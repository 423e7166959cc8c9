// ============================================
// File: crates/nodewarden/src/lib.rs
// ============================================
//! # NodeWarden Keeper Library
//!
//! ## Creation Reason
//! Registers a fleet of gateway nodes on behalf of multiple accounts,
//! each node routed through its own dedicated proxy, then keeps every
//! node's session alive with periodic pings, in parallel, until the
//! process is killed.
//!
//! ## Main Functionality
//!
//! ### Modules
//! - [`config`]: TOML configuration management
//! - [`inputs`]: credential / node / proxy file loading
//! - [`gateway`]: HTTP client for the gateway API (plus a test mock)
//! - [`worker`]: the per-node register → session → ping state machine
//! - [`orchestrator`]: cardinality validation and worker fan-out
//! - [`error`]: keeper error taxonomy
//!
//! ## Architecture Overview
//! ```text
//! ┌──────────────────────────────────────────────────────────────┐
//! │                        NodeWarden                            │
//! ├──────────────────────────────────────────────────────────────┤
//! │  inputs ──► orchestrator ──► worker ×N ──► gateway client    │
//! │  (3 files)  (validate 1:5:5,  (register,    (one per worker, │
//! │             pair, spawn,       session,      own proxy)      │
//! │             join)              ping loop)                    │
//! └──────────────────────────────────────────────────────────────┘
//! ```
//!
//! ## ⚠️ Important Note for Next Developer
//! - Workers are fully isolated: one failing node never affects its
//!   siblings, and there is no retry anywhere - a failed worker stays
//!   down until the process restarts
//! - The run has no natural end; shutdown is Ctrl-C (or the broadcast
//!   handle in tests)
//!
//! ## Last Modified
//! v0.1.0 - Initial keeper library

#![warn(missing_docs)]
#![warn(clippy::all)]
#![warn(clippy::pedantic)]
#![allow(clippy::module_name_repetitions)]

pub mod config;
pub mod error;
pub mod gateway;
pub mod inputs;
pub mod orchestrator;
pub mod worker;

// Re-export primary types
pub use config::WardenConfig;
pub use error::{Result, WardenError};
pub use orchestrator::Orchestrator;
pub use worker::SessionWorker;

-=-=-

Problem to solve
Restate the listing word for word, but only from its first line through the line with "proxy file loading", keeping both end lines.

Worked solution
repository 423e7166959cc8c9
// ============================================
// File: crates/nodewarden/src/lib.rs
// ============================================
//! # NodeWarden Keeper Library
//!
//! ## Creation Reason
//! Registers a fleet of gateway nodes on behalf of multiple accounts,
//! each node routed through its own dedicated proxy, then keeps every
//! node's session alive with periodic pings, in parallel, until the
//! process is killed.
//!
//! ## Main Functionality
//!
//! ### Modules
//! - [`config`]: TOML configuration management
//! - [`inputs`]: credential / node / proxy file loading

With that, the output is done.